Let’s see a cite that what you allege is true - that 90%+ of those who predicted the pop of the mortgage bubble were condemned as “chicken littles”. Or that 90%+ of economists called those who predicted this “Dr. Doom”, if that is what you are claiming.

Regards,
Shodan

Another one of the basic points I made earlier. Thanks.

Don’t you think that the entrepreneurs of the world might possibly notice that, if they manage to get rich, the government intends to take away as much of what they have earned as can be managed? Don’t you think that might be just a bit of a discouragement?

The deal you propose seems to be “Go ahead and found a business. If you go under, as most small businesses do, that’s your tough luck. If you manage to make a success of it, we will drive you away and assume that there is an unlimited supply of people who didn’t notice what happened to their predecessors.”

In other words, let’s go ahead and cut open this goose and get all her golden eggs right now, because the flock of other geese is unlimited.

Regards,
Shodan

Not enough to matter.

You forget that this country had the longest economic expansion in history with marginal tax rates in excess of 90%! We’re only talking about increasing the top marginal tax rate by 4.6% and its as if the end of the world were nigh.

These entrepreneurs are not here simply because of the tax rates, they are here because this is the best place in the world to be an entrepreneur.

I’m not advocating confiscatory levels of taxation but it makes me want to puke when i hear consrvatives cry about being overtaxed when we are operating under the lowest tax regime since World War II.

You seem confused.

Let me break it down for you in one place. There are two types of people i am talking about.

There are the Fabrice Tourre’s of the world who make lots and lots of money because they have the right job. We can replace almost all of these folks overnight so despite all their big talk, they are not going anywhere because their jobs won’t follow them. They talk about relocating to Guernsey or Nevis but very few of them would be able to maintain their income if they did so but once they retire, the ones that would leave because of taxes will elave anyways because there are places where they don’t have income taxes.

Then there are guys like my uncle the grocer. If he left, a lot of jobs would go with him, noone would automatically jump in his place and continue as if he had never left, sure he might sell his business but anyone that would be as successful as him would be able to build their own business anyways.

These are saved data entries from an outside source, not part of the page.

//! Lazily resolved extension entry points
//!
//! Extensions are looked up on first use through the backend's
//! `clGetExtensionFunctionAddressForPlatform` when it exports one, falling
//! back to the generic `clGetExtensionFunctionAddress`. Hits and misses are
//! both cached per (platform, name), so a given extension costs at most one
//! backend lookup per platform.

use std::collections::HashMap;
use std::ffi::{c_void, CString};
use std::ptr::NonNull;

use super::dispatch::DispatchTable;
use super::ffi::cl_platform_id;
use crate::error::{ShimError, ShimResult};

const FOR_PLATFORM: &str = "clGetExtensionFunctionAddressForPlatform";

#[derive(Debug, Default)]
pub struct ExtensionCache {
    entries: HashMap<(usize, String), Option<usize>>,
    backend_lookups: u64,
}

impl ExtensionCache {
    pub fn new() -> Self {
        Self::default()
    }

    /// Resolve `name` for `platform`, consulting the backend at most once
    pub fn resolve(
        &mut self,
        table: &DispatchTable,
        platform: cl_platform_id,
        name: &str,
    ) -> ShimResult<NonNull<c_void>> {
        let key = (platform as usize, name.to_string());
        let address = match self.entries.get(&key) {
            Some(cached) => *cached,
            None => {
                let found = self.lookup(table, platform, name)?;
                self.entries.insert(key, found);
                found
            }
        };

        address
            .and_then(|address| NonNull::new(address as *mut c_void))
            .ok_or_else(|| ShimError::ExtensionUnsupported(name.to_string()))
    }

    /// Resolve `name` and reinterpret it as the function pointer type `F`
    ///
    /// # Safety
    ///
    /// `F` must be the exact function pointer type of the extension.
    pub unsafe fn resolve_as<F: Copy>(
        &mut self,
        table: &DispatchTable,
        platform: cl_platform_id,
        name: &str,
    ) -> ShimResult<F> {
        if std::mem::size_of::<F>() != std::mem::size_of::<*mut c_void>() {
            return Err(ShimError::ExtensionUnsupported(format!(
                "{name} (requested type is not pointer sized)"
            )));
        }
        let address = self.resolve(table, platform, name)?;
        Ok(std::mem::transmute_copy::<*mut c_void, F>(&address.as_ptr()))
    }

    /// Cached outcome without touching the backend
    ///
    /// `None` when never looked up, `Some(None)` for a cached miss.
    pub fn cached(&self, platform: cl_platform_id, name: &str) -> Option<Option<usize>> {
        self.entries
            .get(&(platform as usize, name.to_string()))
            .copied()
    }

    /// Number of lookups that reached the backend
    pub fn backend_lookups(&self) -> u64 {
        self.backend_lookups
    }

    pub fn len(&self) -> usize {
        self.entries.len()
    }

    pub fn is_empty(&self) -> bool {
        self.entries.is_empty()
    }

    fn lookup(
        &mut self,
        table: &DispatchTable,
        platform: cl_platform_id,
        name: &str,
    ) -> ShimResult<Option<usize>> {
        let c_name =
            CString::new(name).map_err(|_| ShimError::ExtensionUnsupported(name.to_string()))?;
        self.backend_lookups += 1;

        let use_platform_lookup = !platform.is_null() && !table.is_stub(FOR_PLATFORM);
        // SAFETY: both slots are either resolved backend functions or stubs,
        // and `c_name` outlives the call.
        let address = unsafe {
            if use_platform_lookup {
                (table.clGetExtensionFunctionAddressForPlatform)(platform, c_name.as_ptr())
            } else {
                (table.clGetExtensionFunctionAddress)(c_name.as_ptr())
            }
        };

        if address.is_null() {
            tracing::debug!(extension = name, platform = ?platform, "extension not exported");
            Ok(None)
        } else {
            tracing::trace!(extension = name, platform = ?platform, ?address, "extension resolved");
            Ok(Some(address as usize))
        }
    }
}
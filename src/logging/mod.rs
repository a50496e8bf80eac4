//! Logging setup for the shim
//!
//! The shim lives inside someone else's process, so diagnostics always go to
//! stderr (never stdout) and installing the subscriber never panics: if the
//! host application already installed one, the shim's events flow into it.
//!
//! # Environment Variables
//!
//! - `RUST_LOG`: Standard tracing filter (e.g., "warn,clshim=debug")
//! - `CLSHIM_LOG_LEVEL`: Simple log level (error, warn, info, debug, trace)
//! - `CLSHIM_LOG_FORMAT`: Output format ("human" or "json")
//! - `CLSHIM_LOG_FILE`: Optional file that mirrors every event as JSON

use std::fs::OpenOptions;
use std::path::{Path, PathBuf};
use std::str::FromStr;
use std::sync::Mutex;

use once_cell::sync::OnceCell;
use tracing_subscriber::{fmt, layer::SubscriberExt, util::SubscriberInitExt, EnvFilter};

use crate::error::{ShimError, ShimResult};

static TRACING_INITIALIZED: OnceCell<bool> = OnceCell::new();

const LOG_LEVEL_ENV: &str = "CLSHIM_LOG_LEVEL";
const LOG_FORMAT_ENV: &str = "CLSHIM_LOG_FORMAT";
const LOG_FILE_ENV: &str = "CLSHIM_LOG_FILE";

#[derive(Debug, Clone, Copy, PartialEq, Eq, Default)]
pub enum LogLevel {
    Error,
    /// Default: stub calls, anomalies and sink failures only
    #[default]
    Warn,
    Info,
    Debug,
    Trace,
}

impl LogLevel {
    pub fn as_filter_str(&self) -> &'static str {
        match self {
            LogLevel::Error => "error",
            LogLevel::Warn => "warn",
            LogLevel::Info => "info",
            LogLevel::Debug => "debug",
            LogLevel::Trace => "trace",
        }
    }
}

impl FromStr for LogLevel {
    type Err = ShimError;

    fn from_str(s: &str) -> Result<Self, Self::Err> {
        match s.trim().to_lowercase().as_str() {
            "error" => Ok(LogLevel::Error),
            "warn" | "warning" => Ok(LogLevel::Warn),
            "info" => Ok(LogLevel::Info),
            "debug" => Ok(LogLevel::Debug),
            "trace" => Ok(LogLevel::Trace),
            other => Err(ShimError::InvalidConfiguration(format!(
                "unknown log level '{other}'"
            ))),
        }
    }
}

#[derive(Debug, Clone, Copy, PartialEq, Eq, Default)]
pub enum LogFormat {
    #[default]
    Human,
    Json,
}

impl FromStr for LogFormat {
    type Err = ShimError;

    fn from_str(s: &str) -> Result<Self, Self::Err> {
        match s.trim().to_lowercase().as_str() {
            "human" | "pretty" | "text" => Ok(LogFormat::Human),
            "json" | "structured" => Ok(LogFormat::Json),
            other => Err(ShimError::InvalidConfiguration(format!(
                "unknown log format '{other}'"
            ))),
        }
    }
}

#[derive(Debug, Clone, Default)]
pub struct LoggingConfig {
    pub level: LogLevel,
    pub format: LogFormat,
    /// Include source file and line in console output
    pub with_file_info: bool,
    pub log_file: Option<PathBuf>,
}

impl LoggingConfig {
    pub fn new() -> Self {
        Self::default()
    }

    /// Read `CLSHIM_LOG_*`; unparsable values fall back to defaults
    pub fn from_env() -> Self {
        let mut config = LoggingConfig::new();
        if let Some(level) = std::env::var(LOG_LEVEL_ENV).ok().and_then(|s| s.parse().ok()) {
            config.level = level;
        }
        if let Some(format) = std::env::var(LOG_FORMAT_ENV).ok().and_then(|s| s.parse().ok()) {
            config.format = format;
        }
        config.log_file = std::env::var(LOG_FILE_ENV)
            .ok()
            .filter(|s| !s.is_empty())
            .map(PathBuf::from);
        config
    }

    pub fn with_level(mut self, level: LogLevel) -> Self {
        self.level = level;
        self
    }

    pub fn with_format(mut self, format: LogFormat) -> Self {
        self.format = format;
        self
    }

    pub fn with_file_info(mut self, with_file_info: bool) -> Self {
        self.with_file_info = with_file_info;
        self
    }

    pub fn with_log_file(mut self, path: impl AsRef<Path>) -> Self {
        self.log_file = Some(path.as_ref().to_path_buf());
        self
    }
}

/// Initialize logging from the environment, ignoring failures
///
/// Idempotent; only the first call in a process does anything.
pub fn init_logging_default() {
    init_with_config(&LoggingConfig::from_env());
}

/// Initialize logging with an explicit configuration
///
/// Idempotent. Returns whether this call installed the shim's subscriber.
pub fn init_with_config(config: &LoggingConfig) -> bool {
    *TRACING_INITIALIZED.get_or_init(|| match install(config) {
        Ok(()) => true,
        Err(err) => {
            eprintln!("clshim: logging not initialized: {err}");
            false
        }
    })
}

pub fn is_initialized() -> bool {
    TRACING_INITIALIZED.get().is_some()
}

fn install(config: &LoggingConfig) -> ShimResult<()> {
    let filter = build_env_filter(config.level)?;

    let human = (config.format == LogFormat::Human).then(|| {
        fmt::layer()
            .with_writer(std::io::stderr)
            .with_target(true)
            .with_file(config.with_file_info)
            .with_line_number(config.with_file_info)
    });
    let json = (config.format == LogFormat::Json).then(|| {
        fmt::layer()
            .json()
            .with_writer(std::io::stderr)
            .with_target(true)
            .with_file(config.with_file_info)
            .with_line_number(config.with_file_info)
    });
    let file = match &config.log_file {
        Some(path) => Some(open_log_file(path)?),
        None => None,
    };
    let file_layer = file.map(|file| {
        fmt::layer()
            .json()
            .with_writer(Mutex::new(file))
            .with_ansi(false)
            .with_file(true)
            .with_line_number(true)
    });

    tracing_subscriber::registry()
        .with(filter)
        .with(human)
        .with(json)
        .with(file_layer)
        .try_init()
        .map_err(|e| ShimError::InvalidConfiguration(format!("subscriber already set: {e}")))
}

fn open_log_file(path: &Path) -> ShimResult<std::fs::File> {
    if let Some(parent) = path.parent().filter(|p| !p.as_os_str().is_empty()) {
        std::fs::create_dir_all(parent)?;
    }
    Ok(OpenOptions::new().create(true).append(true).open(path)?)
}

/// `RUST_LOG` wins over `CLSHIM_LOG_LEVEL`, which wins over the configured level
fn build_env_filter(default_level: LogLevel) -> ShimResult<EnvFilter> {
    if let Ok(rust_log) = std::env::var("RUST_LOG") {
        return EnvFilter::try_new(rust_log)
            .map_err(|e| ShimError::InvalidConfiguration(format!("RUST_LOG: {e}")));
    }
    let level = std::env::var(LOG_LEVEL_ENV)
        .ok()
        .and_then(|s| s.parse::<LogLevel>().ok())
        .unwrap_or(default_level);
    Ok(EnvFilter::new(level.as_filter_str()))
}

#[cfg(test)]
mod tests {
    use super::*;

    #[test]
    fn test_init_is_idempotent() {
        init_logging_default();
        init_logging_default();
        assert!(is_initialized());
    }

    #[test]
    fn test_log_level_parse() {
        assert_eq!("error".parse::<LogLevel>().unwrap(), LogLevel::Error);
        assert_eq!("WARNING".parse::<LogLevel>().unwrap(), LogLevel::Warn);
        assert_eq!(" debug ".parse::<LogLevel>().unwrap(), LogLevel::Debug);
        assert!("loud".parse::<LogLevel>().is_err());
    }

    #[test]
    fn test_log_format_parse() {
        assert_eq!("json".parse::<LogFormat>().unwrap(), LogFormat::Json);
        assert_eq!("text".parse::<LogFormat>().unwrap(), LogFormat::Human);
        assert!("xml".parse::<LogFormat>().is_err());
    }

    #[test]
    fn test_config_builder() {
        let config = LoggingConfig::new()
            .with_level(LogLevel::Trace)
            .with_format(LogFormat::Json)
            .with_log_file("/tmp/clshim.log");
        assert_eq!(config.level, LogLevel::Trace);
        assert_eq!(config.format, LogFormat::Json);
        assert_eq!(config.log_file, Some(PathBuf::from("/tmp/clshim.log")));
        assert_eq!(LoggingConfig::default().level, LogLevel::Warn);
    }

    #[test]
    fn test_open_log_file_creates_parents() {
        let dir = tempfile::tempdir().unwrap();
        let path = dir.path().join("nested").join("clshim.log");
        open_log_file(&path).unwrap();
        assert!(path.exists());
    }
}
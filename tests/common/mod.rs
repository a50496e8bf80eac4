//! Common test utilities for clshim integration tests
//!
//! Provides an in-process fake OpenCL backend: a set of `extern "C"`
//! functions backed by one global state, exposed to the shim through
//! [`FakeLibrary`], a [`SymbolSource`]. Tests touching the fake must be
//! `#[serial]` and call [`reset`] first.

#![allow(dead_code)]

pub mod tempfile_helpers;

use std::collections::{HashMap, HashSet};
use std::ffi::{c_char, c_void, CStr};
use std::mem;
use std::ptr::{self, NonNull};
use std::sync::{Arc, Mutex, MutexGuard};

use clshim::backend::ffi::*;
use clshim::backend::{DeviceTimestamps, DispatchTable, SymbolSource};
use clshim::profiling::ManualClock;
use clshim::{Intercept, ShimConfig, ShimResult};
use once_cell::sync::Lazy;

pub use serial_test::serial;

/// Platform handle reported by the fake `clGetPlatformIDs`
pub const FAKE_PLATFORM: usize = 0x77;

/// How a fake completion handle behaves when polled
#[derive(Debug, Clone, Copy, PartialEq, Eq)]
pub enum EventBehavior {
    /// Reports complete from the given poll on (1 = first poll)
    CompleteOnPoll(u32),
    /// Running until waited on
    Never,
    /// Retain works, every status query fails with `CL_INVALID_EVENT`
    InvalidOnPoll,
    /// Terminates abnormally with this (negative) status
    Fail(cl_int),
    /// Complete, but profiling queries fail
    NoProfiling,
}

#[derive(Debug, Clone)]
struct FakeEvent {
    behavior: EventBehavior,
    timestamps: DeviceTimestamps,
    polls: u32,
    retains: u32,
    releases: u32,
    waited: bool,
}

impl FakeEvent {
    fn execution_status(&self) -> Result<cl_int, cl_int> {
        match self.behavior {
            EventBehavior::CompleteOnPoll(n) if self.waited || self.polls >= n => Ok(CL_COMPLETE),
            EventBehavior::CompleteOnPoll(_) => Ok(CL_QUEUED),
            EventBehavior::Never if self.waited => Ok(CL_COMPLETE),
            EventBehavior::Never => Ok(CL_RUNNING),
            EventBehavior::InvalidOnPoll => Err(CL_INVALID_EVENT),
            EventBehavior::Fail(code) => Ok(code),
            EventBehavior::NoProfiling => Ok(CL_COMPLETE),
        }
    }
}

/// Retain/release/poll counters of one fake handle
#[derive(Debug, Clone, Copy, PartialEq, Eq, Default)]
pub struct EventCounts {
    pub polls: u32,
    pub retains: u32,
    pub releases: u32,
}

#[derive(Debug, Default)]
struct FakeState {
    events: HashMap<usize, FakeEvent>,
    extensions: HashMap<String, usize>,
    generic_lookups: u32,
    platform_lookups: u32,
    finish_calls: u32,
}

static FAKE: Lazy<Mutex<FakeState>> = Lazy::new(|| Mutex::new(FakeState::default()));

// The fake entry points run inside extern "C" frames, where a panic aborts
fn state() -> MutexGuard<'static, FakeState> {
    FAKE.lock().unwrap_or_else(|poisoned| poisoned.into_inner())
}

/// Forget every fake handle and extension
pub fn reset() {
    *state() = FakeState::default();
}

/// Register a fake completion handle and return it
pub fn add_event(handle: usize, behavior: EventBehavior, timestamps: DeviceTimestamps) -> cl_event {
    state().events.insert(
        handle,
        FakeEvent {
            behavior,
            timestamps,
            polls: 0,
            retains: 0,
            releases: 0,
            waited: false,
        },
    );
    handle as cl_event
}

/// Device timestamps whose execution takes `duration` ns
pub fn timed(queued: u64, duration: u64) -> DeviceTimestamps {
    DeviceTimestamps {
        queued,
        submitted: queued + 10,
        started: queued + 20,
        ended: queued + 20 + duration,
    }
}

pub fn event_counts(handle: usize) -> EventCounts {
    state()
        .events
        .get(&handle)
        .map(|event| EventCounts {
            polls: event.polls,
            retains: event.retains,
            releases: event.releases,
        })
        .unwrap_or_default()
}

/// Make `name` resolvable as an extension at `address`
pub fn add_extension(name: &str, address: usize) {
    state().extensions.insert(name.to_string(), address);
}

/// `(generic, for_platform)` extension lookups seen by the backend
pub fn extension_lookups() -> (u32, u32) {
    let state = state();
    (state.generic_lookups, state.platform_lookups)
}

pub fn finish_calls() -> u32 {
    state().finish_calls
}

unsafe extern "C" fn fake_get_platform_ids(
    num_entries: cl_uint,
    platforms: *mut cl_platform_id,
    num_platforms: *mut cl_uint,
) -> cl_int {
    if !platforms.is_null() && num_entries > 0 {
        *platforms = FAKE_PLATFORM as cl_platform_id;
    }
    if !num_platforms.is_null() {
        *num_platforms = 1;
    }
    CL_SUCCESS
}

unsafe extern "C" fn fake_get_event_info(
    event: cl_event,
    param_name: cl_event_info,
    param_value_size: usize,
    param_value: *mut c_void,
    param_value_size_ret: *mut usize,
) -> cl_int {
    if param_name != CL_EVENT_COMMAND_EXECUTION_STATUS
        || param_value.is_null()
        || param_value_size < mem::size_of::<cl_int>()
    {
        return CL_INVALID_VALUE;
    }
    let mut state = state();
    let Some(fake) = state.events.get_mut(&(event as usize)) else {
        return CL_INVALID_EVENT;
    };
    fake.polls += 1;
    match fake.execution_status() {
        Ok(status) => {
            *(param_value as *mut cl_int) = status;
            if !param_value_size_ret.is_null() {
                *param_value_size_ret = mem::size_of::<cl_int>();
            }
            CL_SUCCESS
        }
        Err(code) => code,
    }
}

unsafe extern "C" fn fake_get_event_profiling_info(
    event: cl_event,
    param_name: cl_profiling_info,
    param_value_size: usize,
    param_value: *mut c_void,
    _param_value_size_ret: *mut usize,
) -> cl_int {
    if param_value.is_null() || param_value_size < mem::size_of::<cl_ulong>() {
        return CL_INVALID_VALUE;
    }
    let state = state();
    let Some(fake) = state.events.get(&(event as usize)) else {
        return CL_INVALID_EVENT;
    };
    if fake.behavior == EventBehavior::NoProfiling {
        return CL_PROFILING_INFO_NOT_AVAILABLE;
    }
    let value = match param_name {
        CL_PROFILING_COMMAND_QUEUED => fake.timestamps.queued,
        CL_PROFILING_COMMAND_SUBMIT => fake.timestamps.submitted,
        CL_PROFILING_COMMAND_START => fake.timestamps.started,
        CL_PROFILING_COMMAND_END => fake.timestamps.ended,
        _ => return CL_INVALID_VALUE,
    };
    *(param_value as *mut cl_ulong) = value;
    CL_SUCCESS
}

unsafe extern "C" fn fake_retain_event(event: cl_event) -> cl_int {
    match state().events.get_mut(&(event as usize)) {
        Some(fake) => {
            fake.retains += 1;
            CL_SUCCESS
        }
        None => CL_INVALID_EVENT,
    }
}

unsafe extern "C" fn fake_release_event(event: cl_event) -> cl_int {
    match state().events.get_mut(&(event as usize)) {
        Some(fake) => {
            fake.releases += 1;
            CL_SUCCESS
        }
        None => CL_INVALID_EVENT,
    }
}

unsafe extern "C" fn fake_wait_for_events(num_events: cl_uint, event_list: *const cl_event) -> cl_int {
    if num_events == 0 || event_list.is_null() {
        return CL_INVALID_VALUE;
    }
    let handles = std::slice::from_raw_parts(event_list, num_events as usize);
    let mut state = state();
    let mut status = CL_SUCCESS;
    for &handle in handles {
        match state.events.get_mut(&(handle as usize)) {
            Some(fake) => {
                fake.waited = true;
                if matches!(fake.behavior, EventBehavior::Fail(_)) {
                    // CL_EXEC_STATUS_ERROR_FOR_EVENTS_IN_WAIT_LIST
                    status = -14;
                }
            }
            None => status = CL_INVALID_EVENT,
        }
    }
    status
}

unsafe extern "C" fn fake_finish(_command_queue: cl_command_queue) -> cl_int {
    state().finish_calls += 1;
    CL_SUCCESS
}

unsafe fn extension_address(func_name: *const c_char) -> *mut c_void {
    if func_name.is_null() {
        return ptr::null_mut();
    }
    let name = CStr::from_ptr(func_name).to_string_lossy();
    match state().extensions.get(name.as_ref()) {
        Some(&address) => address as *mut c_void,
        None => ptr::null_mut(),
    }
}

unsafe extern "C" fn fake_get_extension_function_address(func_name: *const c_char) -> *mut c_void {
    state().generic_lookups += 1;
    extension_address(func_name)
}

unsafe extern "C" fn fake_get_extension_function_address_for_platform(
    platform: cl_platform_id,
    func_name: *const c_char,
) -> *mut c_void {
    state().platform_lookups += 1;
    if platform as usize != FAKE_PLATFORM {
        return ptr::null_mut();
    }
    extension_address(func_name)
}

/// Never called; stands in for entry points the tests do not exercise
unsafe extern "C" fn unused_entry() {}

/// Fake backend library handing out the functions above
pub struct FakeLibrary {
    name: String,
    missing: HashSet<String>,
}

impl FakeLibrary {
    /// Exports every entry point, including the optional ones
    pub fn complete(name: &str) -> Self {
        FakeLibrary {
            name: name.to_string(),
            missing: HashSet::new(),
        }
    }

    /// Drop `names` from the exported set
    pub fn without(mut self, names: &[&str]) -> Self {
        self.missing.extend(names.iter().map(|name| name.to_string()));
        self
    }

    /// Exports only what an OpenCL 1.1 implementation would
    pub fn opencl_1_1(name: &str) -> Self {
        Self::complete(name).without(&[
            "clCreateSubDevices",
            "clRetainDevice",
            "clReleaseDevice",
            "clCreateCommandQueueWithProperties",
            "clEnqueueFillBuffer",
            "clEnqueueMarkerWithWaitList",
            "clGetExtensionFunctionAddressForPlatform",
            "clGetDeviceAndHostTimer",
            "clGetHostTimer",
        ])
    }

    pub fn boxed(self) -> ShimResult<Box<dyn SymbolSource>> {
        Ok(Box::new(self))
    }
}

impl SymbolSource for FakeLibrary {
    fn describe(&self) -> &str {
        &self.name
    }

    fn symbol(&self, name: &str) -> Option<NonNull<c_void>> {
        if self.missing.contains(name) {
            return None;
        }
        let address = match name {
            "clGetPlatformIDs" => fake_get_platform_ids as usize,
            "clGetEventInfo" => fake_get_event_info as usize,
            "clGetEventProfilingInfo" => fake_get_event_profiling_info as usize,
            "clRetainEvent" => fake_retain_event as usize,
            "clReleaseEvent" => fake_release_event as usize,
            "clWaitForEvents" => fake_wait_for_events as usize,
            "clFinish" => fake_finish as usize,
            "clGetExtensionFunctionAddress" => fake_get_extension_function_address as usize,
            "clGetExtensionFunctionAddressForPlatform" => {
                fake_get_extension_function_address_for_platform as usize
            }
            _ if DispatchTable::ENTRIES.iter().any(|spec| spec.name == name) => unused_entry as usize,
            _ => return None,
        };
        NonNull::new(address as *mut c_void)
    }
}

/// Intercept over a complete fake backend with a manual clock at tick 1000
pub fn fake_intercept(config: ShimConfig) -> (Intercept, Arc<ManualClock>) {
    let clock = Arc::new(ManualClock::new(1_000));
    let shim = Intercept::with_sources(
        config,
        vec![FakeLibrary::complete("fake-opencl").boxed()],
        clock.clone(),
    )
    .expect("valid configuration");
    (shim, clock)
}

/// Non-null queue handle for tests
pub fn queue(value: usize) -> cl_command_queue {
    value as cl_command_queue
}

But once again, he wouldn’t leave because he couldn’t achieve this kind of success anywhere else in the world.

Once again, we are in the lowest tax rate environment since the great depression (other than a few years in the late 80’s), noone is talking about gutting the goose, unless you think going back to Clinton era rates is gutting the goose.

What period are you talking about? I thought the boom that started after the Reagan era tax cuts was the longest peacetime expansion of the US economy up to that point.

Then perhaps a suggestion that a 90% tax rate and boom times are correlated is a bit misleading.

Not as far as I can tell.

You start to sound like you are when you are talking about 90% tax rates and how nobody is going to quit being an entrepreneur no matter what the government does - that people will try to get rich even if this is no longer the best place in the world to start a business.

Regards,
Shodan

Once they made the money, they can just as well stay in the U.S., since the U.S. has income tax but no wealth tax.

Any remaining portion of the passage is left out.